Publié à l’occasion du centenaire de la naissance de Ernst Walter Zeeden (1916–2011), cet ouvrage expose avec clarté les principaux champs de recherche d’un historien connu avant tout pour avoir – avant le concept de confessionnalisation promu par Heinz Schilling et Wolfgang Reinhard dans les années 1980 – proposé la notion de »formation des confessions« (Konfessionsbildung) dès la fin des années 1950. Longtemps, cette proposition a été considérée avant tout comme un moment précurseur de la »confessionnalisation«, annonçant une volonté nouvelle de considérer le protestantisme et le catholicisme des XVIe et XVIIe siècles comme des déclinaisons différentes d’une même évolution, et dépassant ainsi une histoire des confessions encline à les opposer de manière irréductible – mais n’atteignant pas encore à un degré suffisant d’intégration du social, du politique et du religieux et à une formalisation conceptuelle en partie empruntée à Max Weber et Gerhard Oestreich, deux caractéristiques au contraire reconnues au concept de Schilling et Reinhard.

À mesure que les critiques envers le paradigme de la confessionnalisation ont grandi aussi vite que son succès, cette vision généalogique confinant Zeeden dans le rôle d’ancêtre intellectuel nécessaire mais incomplet peut toutefois être révisée. De ce point de vue, la parution du présent volume n’est pas seulement déterminée par la révérence des éditeurs et des auteurs envers un maître disparu. Elle vient à son heure. En se retirant, la marée »confessionnalisation« ferait-elle à nouveau apparaître, sur l’estran, la »formation des confessions« naguère submergée?

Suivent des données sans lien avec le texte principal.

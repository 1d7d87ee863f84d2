//! Payloads carried after the frame header by handshake and restart events.

use std::ffi::OsStr;
use std::os::unix::ffi::OsStrExt;
use std::path::Path;

use binrw::{BinRead, BinWrite};

/// Paths of the shared memory a client created for a session.
#[derive(Debug, Clone, PartialEq, Eq, BinRead, BinWrite)]
#[brw(big)]
pub struct ShareMemoryPaths {
    /// Length of the queue file path
    pub queue_path_len: u16,
    /// Queue file path
    #[br(count = queue_path_len)]
    pub queue_path: Vec<u8>,
    /// Length of the segment path prefix
    pub segment_prefix_len: u16,
    /// Segment path prefix; segment `n` lives at `<prefix>_seg<n>`
    #[br(count = segment_prefix_len)]
    pub segment_prefix: Vec<u8>,
}

impl ShareMemoryPaths {
    /// Build the payload from two paths, carrying their raw bytes.
    ///
    /// Paths longer than `u16::MAX` bytes are truncated; the receiver then
    /// fails to open them and rejects the session.
    pub fn new(queue_path: &Path, segment_prefix: &Path) -> Self {
        let queue_path = truncated(queue_path.as_os_str().as_bytes());
        let segment_prefix = truncated(segment_prefix.as_os_str().as_bytes());
        Self {
            queue_path_len: u16::try_from(queue_path.len()).unwrap_or(u16::MAX),
            queue_path,
            segment_prefix_len: u16::try_from(segment_prefix.len()).unwrap_or(u16::MAX),
            segment_prefix,
        }
    }

    /// Queue file path.
    pub fn queue_path(&self) -> &Path {
        Path::new(OsStr::from_bytes(&self.queue_path))
    }

    /// Segment path prefix.
    pub fn segment_prefix(&self) -> &Path {
        Path::new(OsStr::from_bytes(&self.segment_prefix))
    }
}

fn truncated(bytes: &[u8]) -> Vec<u8> {
    bytes[..bytes.len().min(usize::from(u16::MAX))].to_vec()
}

/// Restart epoch shared by `HotRestart`, `HotRestartAck` and `HotRestartDone`.
#[derive(Debug, Clone, Copy, PartialEq, Eq, BinRead, BinWrite)]
#[brw(big)]
pub struct RestartEvent {
    /// Identifies one restart attempt
    pub epoch: u64,
}

#[cfg(test)]
mod tests {
    use super::*;
    use std::io::Cursor;

    #[test]
    fn test_share_memory_paths_round_trip() {
        let paths = ShareMemoryPaths::new(Path::new("/dev/shm/a_queue"), Path::new("/dev/shm/a"));
        let mut cursor = Cursor::new(Vec::new());
        paths.write(&mut cursor).unwrap();
        let bytes = cursor.into_inner();
        assert_eq!(bytes.len(), 2 + 16 + 2 + 10);

        let parsed = ShareMemoryPaths::read(&mut Cursor::new(&bytes)).unwrap();
        assert_eq!(parsed.queue_path(), Path::new("/dev/shm/a_queue"));
        assert_eq!(parsed.segment_prefix(), Path::new("/dev/shm/a"));
    }

    #[test]
    fn test_non_utf8_paths_kept_verbatim() {
        let prefix = Path::new(OsStr::from_bytes(b"/tmp/caf\xe9"));
        let queue = Path::new(OsStr::from_bytes(b"/tmp/caf\xe9_queue"));
        let mut cursor = Cursor::new(Vec::new());
        ShareMemoryPaths::new(queue, prefix).write(&mut cursor).unwrap();

        let parsed = ShareMemoryPaths::read(&mut Cursor::new(cursor.into_inner())).unwrap();
        assert_eq!(parsed.queue_path(), queue);
        assert_eq!(parsed.segment_prefix().as_os_str().as_bytes(), b"/tmp/caf\xe9");
    }

    #[test]
    fn test_truncated_payload_rejected() {
        let bytes = [0x00, 0x10, b'/', b'd'];
        assert!(ShareMemoryPaths::read(&mut Cursor::new(&bytes[..])).is_err());
    }
}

C’est ce que suggère par exemple, dans sa contribution à l’ouvrage, Richard J. Ninness, qui voit dans le concept de Zeeden un instrument plus limité, mais plus maniable, car débarrassé du ballast théorique de la »modernisation« et de la »disciplinarisation sociale«: »it is not as inflexible as confessionalization with its borrowing from social discipline. It is also not overburdened with the grand sweep of modernization. It is a smaller theory, but this makes it more sleek and capable at getting at the complexity of confessional relations in Reformation era« (p. 130).

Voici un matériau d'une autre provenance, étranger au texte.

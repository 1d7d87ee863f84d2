//! Session metrics and the monitor capability.
//!
//! Counters are cumulative for the life of a session. Snapshots are handed to
//! a [`Monitor`] on every metrics interval and once more when the session
//! closes; exporting them anywhere is the monitor's business.

use std::fmt;
use std::sync::atomic::{AtomicU64, Ordering};

use tracing::info;

/// Data-path counters.
#[derive(Debug, Clone, Copy, Default, PartialEq, Eq)]
pub struct PerformanceMetrics {
    /// Sync events received over the control connection
    pub receive_sync_event_count: u64,
    /// Sync events sent over the control connection
    pub send_sync_event_count: u64,
    /// Payload bytes written by local streams
    pub out_flow_bytes: u64,
    /// Payload bytes delivered to local streams
    pub in_flow_bytes: u64,
    /// Entries currently queued in the send direction
    pub send_queue_count: u64,
    /// Entries currently queued in the receive direction
    pub receive_queue_count: u64,
}

/// Failure and fallback counters.
#[derive(Debug, Clone, Copy, Default, PartialEq, Eq)]
pub struct StabilityMetrics {
    /// Allocations that found no free slab
    pub alloc_shm_error_count: u64,
    /// Chunks written through the control connection
    pub fallback_write_count: u64,
    /// Chunks received through the control connection
    pub fallback_read_count: u64,
    /// Control connection failures
    pub event_conn_error_count: u64,
    /// Enqueues rejected by a full queue
    pub queue_full_error_count: u64,
    /// Streams currently open
    pub active_stream_count: u64,
    /// Completed hot restarts
    pub hot_restart_success_count: u64,
    /// Failed hot restarts
    pub hot_restart_error_count: u64,
}

/// Shared memory gauges.
#[derive(Debug, Clone, Copy, Default, PartialEq, Eq)]
pub struct ShareMemoryMetrics {
    /// Slab bytes across all mapped segments
    pub capacity_bytes: u64,
    /// Slab bytes currently allocated by either process
    pub in_use_bytes: u64,
    /// Mapped segments
    pub segment_count: u32,
}

/// Receiver of metric snapshots.
///
/// Implementations are called from the dispatcher thread and must not block.
pub trait Monitor: Send + Sync {
    /// Called with a consistent snapshot of one session.
    fn on_emit(
        &self,
        performance: &PerformanceMetrics,
        stability: &StabilityMetrics,
        share_memory: &ShareMemoryMetrics,
    );

    /// Called after the final snapshot of a session.
    fn flush(&self) {}
}

/// Monitor that logs every snapshot at `info` level.
#[derive(Debug, Default, Clone)]
pub struct TracingMonitor {
    label: String,
}

impl TracingMonitor {
    /// Create a monitor tagging its output with `label`.
    pub fn new(label: impl Into<String>) -> Self {
        Self {
            label: label.into(),
        }
    }
}

impl Monitor for TracingMonitor {
    fn on_emit(
        &self,
        performance: &PerformanceMetrics,
        stability: &StabilityMetrics,
        share_memory: &ShareMemoryMetrics,
    ) {
        info!(
            label = %self.label,
            receive_sync_event_count = performance.receive_sync_event_count,
            send_sync_event_count = performance.send_sync_event_count,
            out_flow_bytes = performance.out_flow_bytes,
            in_flow_bytes = performance.in_flow_bytes,
            send_queue_count = performance.send_queue_count,
            receive_queue_count = performance.receive_queue_count,
            "session performance"
        );
        info!(
            label = %self.label,
            alloc_shm_error_count = stability.alloc_shm_error_count,
            fallback_write_count = stability.fallback_write_count,
            fallback_read_count = stability.fallback_read_count,
            event_conn_error_count = stability.event_conn_error_count,
            queue_full_error_count = stability.queue_full_error_count,
            active_stream_count = stability.active_stream_count,
            hot_restart_success_count = stability.hot_restart_success_count,
            hot_restart_error_count = stability.hot_restart_error_count,
            "session stability"
        );
        info!(
            label = %self.label,
            capacity_of_share_memory_in_bytes = share_memory.capacity_bytes,
            all_in_used_share_memory_in_bytes = share_memory.in_use_bytes,
            segment_count = share_memory.segment_count,
            "session share memory"
        );
    }
}

/// Live counters of one session.
#[derive(Default)]
pub(crate) struct SessionCounters {
    pub receive_sync_event: AtomicU64,
    pub send_sync_event: AtomicU64,
    pub out_flow_bytes: AtomicU64,
    pub in_flow_bytes: AtomicU64,
    pub alloc_shm_error: AtomicU64,
    pub fallback_write: AtomicU64,
    pub fallback_read: AtomicU64,
    pub event_conn_error: AtomicU64,
    pub queue_full_error: AtomicU64,
    pub active_streams: AtomicU64,
    pub hot_restart_success: AtomicU64,
    pub hot_restart_error: AtomicU64,
}

impl SessionCounters {
    pub fn incr(counter: &AtomicU64) {
        counter.fetch_add(1, Ordering::Relaxed);
    }

    pub fn add(counter: &AtomicU64, n: u64) {
        counter.fetch_add(n, Ordering::Relaxed);
    }

    pub fn decr(counter: &AtomicU64) {
        let _ = counter.fetch_update(Ordering::Relaxed, Ordering::Relaxed, |v| v.checked_sub(1));
    }

    pub fn performance(&self, send_queue_count: u64, receive_queue_count: u64) -> PerformanceMetrics {
        PerformanceMetrics {
            receive_sync_event_count: self.receive_sync_event.load(Ordering::Relaxed),
            send_sync_event_count: self.send_sync_event.load(Ordering::Relaxed),
            out_flow_bytes: self.out_flow_bytes.load(Ordering::Relaxed),
            in_flow_bytes: self.in_flow_bytes.load(Ordering::Relaxed),
            send_queue_count,
            receive_queue_count,
        }
    }

    pub fn stability(&self) -> StabilityMetrics {
        StabilityMetrics {
            alloc_shm_error_count: self.alloc_shm_error.load(Ordering::Relaxed),
            fallback_write_count: self.fallback_write.load(Ordering::Relaxed),
            fallback_read_count: self.fallback_read.load(Ordering::Relaxed),
            event_conn_error_count: self.event_conn_error.load(Ordering::Relaxed),
            queue_full_error_count: self.queue_full_error.load(Ordering::Relaxed),
            active_stream_count: self.active_streams.load(Ordering::Relaxed),
            hot_restart_success_count: self.hot_restart_success.load(Ordering::Relaxed),
            hot_restart_error_count: self.hot_restart_error.load(Ordering::Relaxed),
        }
    }
}

impl fmt::Debug for SessionCounters {
    fn fmt(&self, f: &mut fmt::Formatter<'_>) -> fmt::Result {
        f.debug_struct("SessionCounters")
            .field("stability", &self.stability())
            .finish_non_exhaustive()
    }
}

/// Complete snapshot of one session.
#[derive(Debug, Clone, Copy, Default, PartialEq, Eq)]
pub struct SessionMetrics {
    /// Data-path counters
    pub performance: PerformanceMetrics,
    /// Failure counters
    pub stability: StabilityMetrics,
    /// Shared memory gauges
    pub share_memory: ShareMemoryMetrics,
}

Comme nous le rappelle Michael Maurer en revenant sur l’œuvre de Zeeden en matière d’histoire culturelle, ce dernier n’était en effet pas un adepte acharné des grandes constructions théoriques; il a été éclipsé par celles-ci. Son souci des sources et de la diversité des situations concrètes a en revanche marqué sa carrière et les travaux collectifs qu’il a initiés (par exemple sur les rapports de visites pastorales), si bien que son travail sur les parallélismes entre les confessions n’a jamais effacé leurs différences et toutes les nuances de leur coexistence (Johannes Burkhardt). Un retour à la »formation des confessions« est une option dont chacun sera juge; l’exigence d’une recherche pragmatique attentive aux circulations et aux frottements entre confessions est en revanche à coup sûr un enseignement toujours actuel du travail d’Ernst Walter Zeeden.

L’intérêt de ce recueil dépasse toutefois la simple mise au point historiographique au sujet de Zeeden, ou même le monument élevé à sa mémoire (voir sa bibliographie complète en fin de volume). Les éditeurs ont en effet mis un soin particulier à mêler témoignages et réflexions – les dix pages qu’ils consacrent à fournir une explication de la gravure placée en couverture, une initiative rare et bienvenue, en sont l’emblème – si bien que ce qui se dégage du volume est aussi un voyage historique dans le monde académique des années 1930 aux années 1970.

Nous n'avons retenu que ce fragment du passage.